◆ WORK TASK: Every line of the entries with the word "trace" in it should be shown.

◆ GIVEN DATA:

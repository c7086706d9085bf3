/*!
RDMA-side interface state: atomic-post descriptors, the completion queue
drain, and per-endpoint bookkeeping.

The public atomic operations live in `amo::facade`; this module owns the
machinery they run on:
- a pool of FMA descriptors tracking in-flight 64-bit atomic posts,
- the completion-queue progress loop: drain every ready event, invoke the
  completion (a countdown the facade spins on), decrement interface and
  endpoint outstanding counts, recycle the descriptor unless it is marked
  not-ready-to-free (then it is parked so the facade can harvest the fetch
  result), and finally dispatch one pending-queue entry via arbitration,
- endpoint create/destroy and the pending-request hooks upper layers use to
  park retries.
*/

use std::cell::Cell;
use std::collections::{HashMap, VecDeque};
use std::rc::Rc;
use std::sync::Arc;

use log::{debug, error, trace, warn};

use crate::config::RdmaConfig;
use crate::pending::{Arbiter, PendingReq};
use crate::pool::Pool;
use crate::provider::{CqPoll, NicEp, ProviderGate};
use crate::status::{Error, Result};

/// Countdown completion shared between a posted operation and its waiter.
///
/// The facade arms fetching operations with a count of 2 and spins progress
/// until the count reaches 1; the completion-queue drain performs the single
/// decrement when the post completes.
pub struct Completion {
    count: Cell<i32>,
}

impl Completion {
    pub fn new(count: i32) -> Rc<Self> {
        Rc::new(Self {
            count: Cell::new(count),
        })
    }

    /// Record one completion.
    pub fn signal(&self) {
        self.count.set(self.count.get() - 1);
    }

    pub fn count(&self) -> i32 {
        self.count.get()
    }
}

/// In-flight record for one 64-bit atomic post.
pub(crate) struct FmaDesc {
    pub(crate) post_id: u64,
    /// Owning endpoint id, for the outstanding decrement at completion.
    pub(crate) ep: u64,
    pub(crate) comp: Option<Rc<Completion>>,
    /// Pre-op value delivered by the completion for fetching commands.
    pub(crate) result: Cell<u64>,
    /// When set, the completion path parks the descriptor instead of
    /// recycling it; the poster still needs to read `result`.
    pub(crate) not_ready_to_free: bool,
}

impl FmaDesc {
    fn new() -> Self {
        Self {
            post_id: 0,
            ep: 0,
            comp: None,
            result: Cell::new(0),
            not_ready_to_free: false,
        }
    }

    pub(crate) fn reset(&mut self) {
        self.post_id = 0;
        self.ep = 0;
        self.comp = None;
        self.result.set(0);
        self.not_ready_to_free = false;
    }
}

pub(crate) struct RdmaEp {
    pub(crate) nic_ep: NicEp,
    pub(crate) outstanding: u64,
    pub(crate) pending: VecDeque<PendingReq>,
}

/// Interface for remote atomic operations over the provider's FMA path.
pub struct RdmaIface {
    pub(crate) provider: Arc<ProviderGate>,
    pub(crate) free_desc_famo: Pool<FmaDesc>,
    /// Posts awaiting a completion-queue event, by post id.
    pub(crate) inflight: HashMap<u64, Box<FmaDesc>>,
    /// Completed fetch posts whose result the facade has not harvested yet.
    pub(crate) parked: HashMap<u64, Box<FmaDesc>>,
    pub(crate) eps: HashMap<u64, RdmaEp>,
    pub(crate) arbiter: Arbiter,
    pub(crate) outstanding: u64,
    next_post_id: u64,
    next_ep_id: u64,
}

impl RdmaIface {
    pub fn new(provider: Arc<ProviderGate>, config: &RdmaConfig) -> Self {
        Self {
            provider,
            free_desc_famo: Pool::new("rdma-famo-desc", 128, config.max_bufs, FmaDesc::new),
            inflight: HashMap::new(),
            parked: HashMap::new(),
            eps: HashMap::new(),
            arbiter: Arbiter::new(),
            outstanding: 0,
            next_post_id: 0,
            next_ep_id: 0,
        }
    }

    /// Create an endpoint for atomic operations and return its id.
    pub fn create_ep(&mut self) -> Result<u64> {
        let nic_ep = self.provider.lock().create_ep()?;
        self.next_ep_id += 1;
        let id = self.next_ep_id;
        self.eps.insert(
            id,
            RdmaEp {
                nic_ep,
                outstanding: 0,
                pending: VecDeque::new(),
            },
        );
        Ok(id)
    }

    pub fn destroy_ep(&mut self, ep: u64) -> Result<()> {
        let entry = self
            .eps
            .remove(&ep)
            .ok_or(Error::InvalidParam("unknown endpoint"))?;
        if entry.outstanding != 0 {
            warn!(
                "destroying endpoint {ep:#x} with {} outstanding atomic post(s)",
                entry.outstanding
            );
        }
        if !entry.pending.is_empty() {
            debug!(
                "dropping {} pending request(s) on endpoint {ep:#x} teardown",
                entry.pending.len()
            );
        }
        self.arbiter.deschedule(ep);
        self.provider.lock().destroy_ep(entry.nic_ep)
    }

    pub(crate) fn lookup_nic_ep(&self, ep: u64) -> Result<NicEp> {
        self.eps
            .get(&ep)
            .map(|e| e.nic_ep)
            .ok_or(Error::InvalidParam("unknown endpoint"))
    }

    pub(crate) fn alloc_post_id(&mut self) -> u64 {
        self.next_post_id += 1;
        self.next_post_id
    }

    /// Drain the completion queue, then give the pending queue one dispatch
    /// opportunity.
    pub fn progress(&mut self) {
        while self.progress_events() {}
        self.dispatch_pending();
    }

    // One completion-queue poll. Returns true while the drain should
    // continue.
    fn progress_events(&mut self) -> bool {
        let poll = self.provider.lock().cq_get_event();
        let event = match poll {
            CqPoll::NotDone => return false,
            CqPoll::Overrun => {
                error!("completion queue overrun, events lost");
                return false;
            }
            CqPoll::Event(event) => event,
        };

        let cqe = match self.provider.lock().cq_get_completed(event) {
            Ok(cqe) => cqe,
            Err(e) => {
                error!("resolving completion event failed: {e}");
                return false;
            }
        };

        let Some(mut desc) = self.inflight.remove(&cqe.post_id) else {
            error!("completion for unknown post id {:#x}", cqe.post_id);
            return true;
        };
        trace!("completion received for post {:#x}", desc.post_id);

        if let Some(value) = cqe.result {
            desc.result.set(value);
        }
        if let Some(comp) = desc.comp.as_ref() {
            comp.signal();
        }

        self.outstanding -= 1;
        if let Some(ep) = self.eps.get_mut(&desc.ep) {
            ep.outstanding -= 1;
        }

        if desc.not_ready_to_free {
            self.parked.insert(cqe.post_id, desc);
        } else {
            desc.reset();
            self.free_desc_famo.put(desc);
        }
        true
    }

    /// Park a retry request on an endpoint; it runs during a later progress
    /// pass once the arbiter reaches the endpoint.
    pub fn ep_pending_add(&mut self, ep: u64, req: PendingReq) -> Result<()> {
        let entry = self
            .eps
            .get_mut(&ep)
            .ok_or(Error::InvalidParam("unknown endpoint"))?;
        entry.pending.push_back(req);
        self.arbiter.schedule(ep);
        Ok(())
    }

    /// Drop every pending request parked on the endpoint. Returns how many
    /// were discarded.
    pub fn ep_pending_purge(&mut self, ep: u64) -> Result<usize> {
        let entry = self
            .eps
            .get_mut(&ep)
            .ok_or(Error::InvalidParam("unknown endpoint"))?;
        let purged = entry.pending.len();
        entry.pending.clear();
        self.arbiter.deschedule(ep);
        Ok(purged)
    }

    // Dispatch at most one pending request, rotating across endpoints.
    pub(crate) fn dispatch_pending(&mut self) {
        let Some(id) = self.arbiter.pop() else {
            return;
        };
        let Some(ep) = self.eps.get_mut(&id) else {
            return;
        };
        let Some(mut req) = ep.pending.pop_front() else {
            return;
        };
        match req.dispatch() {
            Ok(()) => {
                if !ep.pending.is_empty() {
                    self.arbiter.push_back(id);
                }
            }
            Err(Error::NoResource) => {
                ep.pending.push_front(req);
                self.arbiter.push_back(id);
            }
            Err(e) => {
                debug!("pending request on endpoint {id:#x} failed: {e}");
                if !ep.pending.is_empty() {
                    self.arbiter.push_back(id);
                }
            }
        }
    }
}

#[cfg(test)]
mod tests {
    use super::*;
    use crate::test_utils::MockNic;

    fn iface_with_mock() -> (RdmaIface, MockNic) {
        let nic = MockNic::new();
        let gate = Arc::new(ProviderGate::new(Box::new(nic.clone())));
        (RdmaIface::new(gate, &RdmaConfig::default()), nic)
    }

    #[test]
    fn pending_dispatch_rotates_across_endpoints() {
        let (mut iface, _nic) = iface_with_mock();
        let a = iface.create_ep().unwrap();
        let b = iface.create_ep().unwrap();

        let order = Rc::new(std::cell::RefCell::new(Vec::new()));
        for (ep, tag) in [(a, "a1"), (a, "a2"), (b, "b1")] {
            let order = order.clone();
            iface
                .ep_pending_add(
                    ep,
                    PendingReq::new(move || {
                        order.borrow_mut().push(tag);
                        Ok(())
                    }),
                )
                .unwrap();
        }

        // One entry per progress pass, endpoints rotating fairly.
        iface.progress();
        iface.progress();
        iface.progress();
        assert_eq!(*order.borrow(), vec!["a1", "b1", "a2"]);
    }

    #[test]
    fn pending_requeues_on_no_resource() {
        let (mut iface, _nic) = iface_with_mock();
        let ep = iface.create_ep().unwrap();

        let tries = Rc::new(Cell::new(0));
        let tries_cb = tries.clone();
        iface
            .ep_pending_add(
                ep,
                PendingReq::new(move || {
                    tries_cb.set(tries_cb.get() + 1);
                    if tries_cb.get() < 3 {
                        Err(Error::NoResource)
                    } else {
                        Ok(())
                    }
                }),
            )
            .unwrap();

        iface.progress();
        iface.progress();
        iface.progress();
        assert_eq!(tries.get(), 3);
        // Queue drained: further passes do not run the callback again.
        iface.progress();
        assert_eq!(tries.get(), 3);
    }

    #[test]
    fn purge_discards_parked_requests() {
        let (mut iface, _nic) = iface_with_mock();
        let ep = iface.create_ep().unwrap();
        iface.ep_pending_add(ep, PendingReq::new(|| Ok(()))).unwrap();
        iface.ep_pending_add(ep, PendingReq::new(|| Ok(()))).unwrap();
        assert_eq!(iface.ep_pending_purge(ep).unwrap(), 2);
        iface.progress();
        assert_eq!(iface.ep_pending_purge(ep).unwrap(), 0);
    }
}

...

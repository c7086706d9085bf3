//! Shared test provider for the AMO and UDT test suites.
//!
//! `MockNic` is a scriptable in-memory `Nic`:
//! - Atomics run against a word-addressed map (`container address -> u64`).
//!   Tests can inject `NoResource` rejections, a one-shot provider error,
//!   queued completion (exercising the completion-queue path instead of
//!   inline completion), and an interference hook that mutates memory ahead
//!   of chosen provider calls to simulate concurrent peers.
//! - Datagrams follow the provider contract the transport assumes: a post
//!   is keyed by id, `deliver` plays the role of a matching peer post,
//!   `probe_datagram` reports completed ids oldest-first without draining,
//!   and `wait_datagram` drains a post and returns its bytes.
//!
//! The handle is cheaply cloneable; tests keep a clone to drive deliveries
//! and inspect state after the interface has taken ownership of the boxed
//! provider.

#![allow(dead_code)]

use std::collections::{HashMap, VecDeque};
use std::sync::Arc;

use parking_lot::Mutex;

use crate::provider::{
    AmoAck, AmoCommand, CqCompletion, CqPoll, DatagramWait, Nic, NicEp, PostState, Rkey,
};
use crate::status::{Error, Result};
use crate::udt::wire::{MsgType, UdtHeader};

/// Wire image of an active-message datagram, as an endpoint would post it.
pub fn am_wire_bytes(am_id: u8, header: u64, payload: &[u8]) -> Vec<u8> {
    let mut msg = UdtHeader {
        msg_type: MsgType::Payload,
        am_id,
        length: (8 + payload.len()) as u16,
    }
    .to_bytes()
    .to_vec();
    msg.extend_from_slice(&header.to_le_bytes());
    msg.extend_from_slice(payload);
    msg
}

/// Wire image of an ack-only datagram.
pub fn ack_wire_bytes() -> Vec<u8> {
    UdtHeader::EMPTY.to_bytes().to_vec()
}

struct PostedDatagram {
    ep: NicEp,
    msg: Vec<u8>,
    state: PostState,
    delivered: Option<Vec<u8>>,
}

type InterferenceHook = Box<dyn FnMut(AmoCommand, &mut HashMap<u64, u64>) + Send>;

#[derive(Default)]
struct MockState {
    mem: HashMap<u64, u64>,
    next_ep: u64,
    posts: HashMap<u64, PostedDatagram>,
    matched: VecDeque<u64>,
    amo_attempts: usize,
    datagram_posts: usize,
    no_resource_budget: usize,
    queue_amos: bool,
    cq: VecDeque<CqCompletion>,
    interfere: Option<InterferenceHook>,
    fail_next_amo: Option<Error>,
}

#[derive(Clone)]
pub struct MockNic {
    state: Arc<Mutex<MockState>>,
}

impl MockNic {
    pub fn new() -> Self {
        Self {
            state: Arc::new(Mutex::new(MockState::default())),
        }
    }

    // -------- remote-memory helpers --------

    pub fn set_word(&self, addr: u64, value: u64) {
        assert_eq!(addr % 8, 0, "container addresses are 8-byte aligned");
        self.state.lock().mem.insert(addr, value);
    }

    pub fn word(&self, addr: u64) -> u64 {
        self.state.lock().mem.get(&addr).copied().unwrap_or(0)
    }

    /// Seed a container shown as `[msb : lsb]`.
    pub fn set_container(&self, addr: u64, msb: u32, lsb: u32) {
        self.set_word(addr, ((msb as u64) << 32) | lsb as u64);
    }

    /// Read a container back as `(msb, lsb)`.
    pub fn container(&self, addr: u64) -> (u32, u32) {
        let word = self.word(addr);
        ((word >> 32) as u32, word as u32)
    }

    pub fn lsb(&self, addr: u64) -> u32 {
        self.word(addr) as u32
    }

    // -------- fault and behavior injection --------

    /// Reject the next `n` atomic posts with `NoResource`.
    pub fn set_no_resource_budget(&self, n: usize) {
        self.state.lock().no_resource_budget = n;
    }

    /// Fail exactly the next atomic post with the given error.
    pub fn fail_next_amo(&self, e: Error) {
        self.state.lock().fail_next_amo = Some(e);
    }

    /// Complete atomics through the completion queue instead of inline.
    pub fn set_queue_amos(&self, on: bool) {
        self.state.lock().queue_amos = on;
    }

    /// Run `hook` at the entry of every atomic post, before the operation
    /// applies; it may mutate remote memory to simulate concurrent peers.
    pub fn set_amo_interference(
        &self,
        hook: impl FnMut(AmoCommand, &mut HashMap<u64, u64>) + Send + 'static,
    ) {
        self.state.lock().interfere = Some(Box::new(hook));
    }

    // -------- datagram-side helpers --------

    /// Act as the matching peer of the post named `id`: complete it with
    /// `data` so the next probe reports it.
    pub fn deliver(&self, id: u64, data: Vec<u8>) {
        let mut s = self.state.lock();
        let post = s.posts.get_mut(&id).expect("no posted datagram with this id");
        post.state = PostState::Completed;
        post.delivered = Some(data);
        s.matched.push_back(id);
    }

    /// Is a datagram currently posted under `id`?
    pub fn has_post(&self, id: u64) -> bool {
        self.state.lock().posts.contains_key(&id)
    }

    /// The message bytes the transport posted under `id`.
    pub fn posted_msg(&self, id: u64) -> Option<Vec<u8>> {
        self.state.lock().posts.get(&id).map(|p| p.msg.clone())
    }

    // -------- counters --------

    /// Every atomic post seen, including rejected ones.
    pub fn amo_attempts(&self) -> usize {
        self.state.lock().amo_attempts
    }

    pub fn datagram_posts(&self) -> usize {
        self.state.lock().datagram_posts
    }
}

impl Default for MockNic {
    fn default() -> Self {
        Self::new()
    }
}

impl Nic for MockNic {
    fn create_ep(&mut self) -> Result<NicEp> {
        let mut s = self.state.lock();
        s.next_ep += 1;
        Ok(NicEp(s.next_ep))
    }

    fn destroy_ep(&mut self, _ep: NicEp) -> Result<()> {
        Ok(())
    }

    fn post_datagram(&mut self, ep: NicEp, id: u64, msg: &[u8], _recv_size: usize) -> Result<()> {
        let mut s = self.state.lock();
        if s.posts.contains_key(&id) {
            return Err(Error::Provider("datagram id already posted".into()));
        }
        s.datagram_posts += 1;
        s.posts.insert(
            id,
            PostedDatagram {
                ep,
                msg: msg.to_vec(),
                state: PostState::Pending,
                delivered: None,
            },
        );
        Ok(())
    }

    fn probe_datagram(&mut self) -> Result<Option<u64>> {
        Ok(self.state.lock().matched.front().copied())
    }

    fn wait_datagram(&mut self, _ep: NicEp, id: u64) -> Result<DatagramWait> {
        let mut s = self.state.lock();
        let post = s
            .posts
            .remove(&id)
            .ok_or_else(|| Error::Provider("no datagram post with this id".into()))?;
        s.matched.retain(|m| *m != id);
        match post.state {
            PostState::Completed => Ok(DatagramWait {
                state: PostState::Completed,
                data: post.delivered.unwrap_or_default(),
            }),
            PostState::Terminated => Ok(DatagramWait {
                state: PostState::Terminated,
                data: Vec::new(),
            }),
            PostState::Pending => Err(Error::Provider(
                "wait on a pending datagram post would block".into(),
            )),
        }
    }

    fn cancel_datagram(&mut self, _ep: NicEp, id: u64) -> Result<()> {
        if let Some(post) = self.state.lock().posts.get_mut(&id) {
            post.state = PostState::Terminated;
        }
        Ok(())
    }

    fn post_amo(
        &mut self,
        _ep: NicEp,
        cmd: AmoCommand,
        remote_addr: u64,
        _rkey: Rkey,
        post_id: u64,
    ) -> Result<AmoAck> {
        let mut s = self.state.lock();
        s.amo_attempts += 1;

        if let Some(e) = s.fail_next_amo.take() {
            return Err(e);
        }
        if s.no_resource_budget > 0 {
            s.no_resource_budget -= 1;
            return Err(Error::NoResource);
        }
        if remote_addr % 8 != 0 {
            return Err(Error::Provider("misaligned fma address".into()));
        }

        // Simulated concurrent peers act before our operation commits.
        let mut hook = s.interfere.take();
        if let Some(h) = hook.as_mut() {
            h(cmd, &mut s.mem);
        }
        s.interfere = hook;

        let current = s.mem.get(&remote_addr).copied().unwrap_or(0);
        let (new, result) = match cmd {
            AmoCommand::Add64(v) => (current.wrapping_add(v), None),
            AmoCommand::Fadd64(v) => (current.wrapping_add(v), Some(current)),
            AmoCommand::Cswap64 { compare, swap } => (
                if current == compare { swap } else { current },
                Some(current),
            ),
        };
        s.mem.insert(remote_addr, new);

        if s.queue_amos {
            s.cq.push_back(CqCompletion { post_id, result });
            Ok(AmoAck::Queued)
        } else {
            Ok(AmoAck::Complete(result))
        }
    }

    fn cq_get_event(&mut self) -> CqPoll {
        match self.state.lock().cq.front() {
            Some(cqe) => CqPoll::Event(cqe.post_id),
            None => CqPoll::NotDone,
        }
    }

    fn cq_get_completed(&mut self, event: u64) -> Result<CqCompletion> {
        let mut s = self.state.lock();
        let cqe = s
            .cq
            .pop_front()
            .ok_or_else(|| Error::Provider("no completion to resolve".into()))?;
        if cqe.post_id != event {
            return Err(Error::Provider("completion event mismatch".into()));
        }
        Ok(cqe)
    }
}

◆ ANSWER SECTION:
use log::{debug, error, trace, warn};
        trace!("completion received for post {:#x}", desc.post_id);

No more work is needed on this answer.